12 Responses to “Potato Leek Soup”

  1. one of my fave soups!

  2. Looks delicious!!! I’ll definitely try the recipe out:)

  3. Very nice soup Dayna! I great photo too :)
    Margot

  4. That would be the perfect dinner for tonight, Dayna!

  5. That’s a very nice winter soup! You got me all curious with the Walnut Rosemary Madeleines – is there a recipe you can share? And your photo is beautiful, Danya. :)

  6. What a lovely version of one of my all time favorite comfort soups. Thanks for sharing.

  7. I just made it for dinner and it was every bit as delicious as it looks in your photo!

  8. Is there anything more comforting than potato soup!!! Yours looks and sounds divine….

  9. I stumbled across this recipe and made it for dinner tonight. It was great, my husband and I both enjoyed it (he opted for truffle oil). I would be confident serving it to my non-veggie friends as well.
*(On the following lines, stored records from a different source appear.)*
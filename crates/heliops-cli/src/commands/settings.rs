//! `heliops settings` command implementation

use crate::context::AppContext;
use crate::error::Result;
use clap::ValueEnum;
use colored::Colorize;

#[derive(Debug, Clone, Copy, PartialEq, Eq, ValueEnum)]
pub enum Toggle {
    On,
    Off,
}

impl From<Toggle> for bool {
    fn from(toggle: Toggle) -> bool {
        toggle == Toggle::On
    }
}

/// Change preferences when asked, then print the current ones
pub async fn run(ctx: &mut AppContext, dark_mode: Option<Toggle>) -> Result<()> {
    if let Some(toggle) = dark_mode {
        ctx.session.set_dark_mode(toggle.into())?;
        println!("{} Preferences saved", "✓".green());
    }

    let mode = if ctx.session.dark_mode() { "on" } else { "off" };
    println!("{:<12} {}", "dark mode:", mode);
    println!("{:<12} {}", "session:", ctx.session.path().display());
    Ok(())
}
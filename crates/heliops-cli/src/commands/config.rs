//! `heliops config` command implementation
//!
//! Shows the effective configuration after file and environment layering.

use crate::config::{config_dir, Config, CONFIG_FILE_NAME};
use crate::error::Result;
use colored::Colorize;

/// Show the effective configuration with credentials masked
pub async fn show(config: &Config) -> Result<()> {
    let config = config.redacted();

    println!("{}", "HeliOps CLI Configuration:".cyan().bold());
    println!();
    println!("{:<15} {}", "api_url:", config.api_url);
    println!("{:<15} {}s", "timeout:", config.timeout_secs);
    match config.session_path() {
        Ok(path) => println!("{:<15} {}", "session_file:", path.display()),
        Err(_) => println!("{:<15} -", "session_file:"),
    }

    match &config.storage {
        Some(storage) => {
            println!("{:<15} {}", "bucket:", storage.bucket);
            println!("{:<15} {}", "region:", storage.region);
            println!(
                "{:<15} {}",
                "endpoint:",
                storage.endpoint.as_deref().unwrap_or("(AWS default)")
            );
            println!("{:<15} {}", "access_key:", storage.access_key);
            println!("{:<15} {}", "secret_key:", storage.secret_key);
        },
        None => println!("{:<15} {}", "storage:", "not configured".yellow()),
    }

    println!();
    if let Some(dir) = config_dir() {
        println!("Config file: {}", dir.join(CONFIG_FILE_NAME).display());
    }
    println!("{}", "Environment Variables:".cyan());
    println!("  HELIOPS_CONFIG            - Config file path");
    println!("  HELIOPS_API_URL           - REST API base URL");
    println!("  HELIOPS_API_TIMEOUT_SECS  - Request timeout");
    println!("  HELIOPS_SESSION_FILE      - Session file path");
    println!("  HELIOPS_STORAGE_*         - Object storage settings");
    println!("  HELIOPS_LOG_*             - Logging settings");

    Ok(())
}

#[cfg(test)]
#[allow(clippy::unwrap_used, clippy::expect_used)]
mod tests {
    use super::*;

    #[tokio::test]
    async fn test_config_show() {
        let result = show(&Config::default()).await;
        assert!(result.is_ok());
    }
}
//! API endpoint URL builders
//!
//! Helper functions to construct API endpoint URLs.

use urlencoding::encode;

/// Query parameters for a filtered listing, in insertion order
#[derive(Debug, Clone, Default, PartialEq, Eq)]
pub struct ListQuery {
    params: Vec<(String, String)>,
}

impl ListQuery {
    pub fn new() -> Self {
        Self::default()
    }

    /// Add a parameter; empty values are skipped
    pub fn param(mut self, key: &str, value: impl Into<String>) -> Self {
        let value = value.into();
        if !value.is_empty() {
            self.params.push((key.to_string(), value));
        }
        self
    }

    /// Add a parameter when present
    pub fn param_opt(self, key: &str, value: Option<&str>) -> Self {
        match value {
            Some(v) => self.param(key, v),
            None => self,
        }
    }

    pub fn is_empty(&self) -> bool {
        self.params.is_empty()
    }

    fn to_query_string(&self) -> String {
        self.params
            .iter()
            .map(|(k, v)| format!("{}={}", encode(k), encode(v)))
            .collect::<Vec<_>>()
            .join("&")
    }
}

/// Build collection URL, e.g. `/clients`
pub fn collection_url(base_url: &str, path: &str) -> String {
    format!("{}{}", base_url, path)
}

/// Build collection URL with query string, e.g. `/library?category=manuals`
pub fn list_url(base_url: &str, path: &str, query: &ListQuery) -> String {
    if query.is_empty() {
        collection_url(base_url, path)
    } else {
        format!("{}{}?{}", base_url, path, query.to_query_string())
    }
}

/// Build single-record URL, e.g. `/ground-support/42`
pub fn item_url(base_url: &str, path: &str, id: &str) -> String {
    format!("{}{}/{}", base_url, path, encode(id))
}

/// Build login URL
pub fn login_url(base_url: &str) -> String {
    format!("{}/auth/login", base_url)
}
//! Application context shared by every command
//!
//! Built once in `main` and passed by reference, this is the only place that
//! wires configuration, the persisted session, the API client and object
//! storage together.

use crate::api::ApiClient;
use crate::config::Config;
use crate::display::Theme;
use crate::error::{CliError, Result};
use crate::screen;
use crate::session::SessionStore;
use crate::storage::Storage;
use heliops_common::models::User;
use heliops_common::{fixture, FleetData};
use tracing::debug;

pub struct AppContext {
    pub config: Config,
    pub session: SessionStore,
    pub api: ApiClient,
    storage: Option<Storage>,
}

impl AppContext {
    pub fn new(config: Config) -> Result<Self> {
        let session = SessionStore::open(config.session_path()?)?;
        let api = ApiClient::from_config(&config, session.token().map(str::to_string))?;
        let storage = config.storage.clone().map(Storage::new);

        debug!(
            api_url = %config.api_url,
            logged_in = session.is_logged_in(),
            storage = storage.is_some(),
            "Context ready"
        );

        Ok(Self {
            config,
            session,
            api,
            storage,
        })
    }

    /// Fail early when no token is stored
    pub fn require_login(&self) -> Result<()> {
        if self.session.is_logged_in() {
            Ok(())
        } else {
            Err(CliError::NotLoggedIn)
        }
    }

    pub fn storage(&self) -> Result<&Storage> {
        self.storage.as_ref().ok_or_else(|| {
            CliError::config("object storage is not configured (set HELIOPS_STORAGE_BUCKET)")
        })
    }

    pub fn theme(&self) -> Theme {
        Theme::new(self.session.dark_mode())
    }

    pub fn sign_in(&mut self, token: &str, user: &User) -> Result<()> {
        self.session.login(token, user)?;
        self.api.set_token(Some(token.to_string()));
        Ok(())
    }

    pub fn sign_out(&mut self) -> Result<()> {
        self.session.logout()?;
        self.api.set_token(None);
        Ok(())
    }

    /// User-facing text for a failed command; clears an expired session
    pub fn report(&mut self, err: &CliError) -> String {
        let message = screen::user_message(err, &mut self.session);
        if !self.session.is_logged_in() {
            self.api.set_token(None);
        }
        message
    }

    /// Snapshot for the fleet math: the built-in dataset offline, the live
    /// API otherwise
    pub async fn fleet_data(&self, offline: bool) -> Result<FleetData> {
        if offline {
            debug!("Using built-in fleet dataset");
            return Ok(fixture::dataset());
        }

        self.require_login()?;
        self.api.fleet_snapshot().await
    }
}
    So glad you enjoyed it. So great with the truffle oil!

  10. This looks amazing! I may make it this weekend for some dinner guests. Can you please tell me approximately how many servings the above recipe makes?
    Thanks!
    Depending on your serving size, this recipe will feed 6 – 8 people.
    I hope you & your guests enjoy it!

  11. This is super good! I added lots of black pepper to mine and it was delish. Great recipe.

  12. I adore this. I make it often! Its “my” signature soup I make to impress!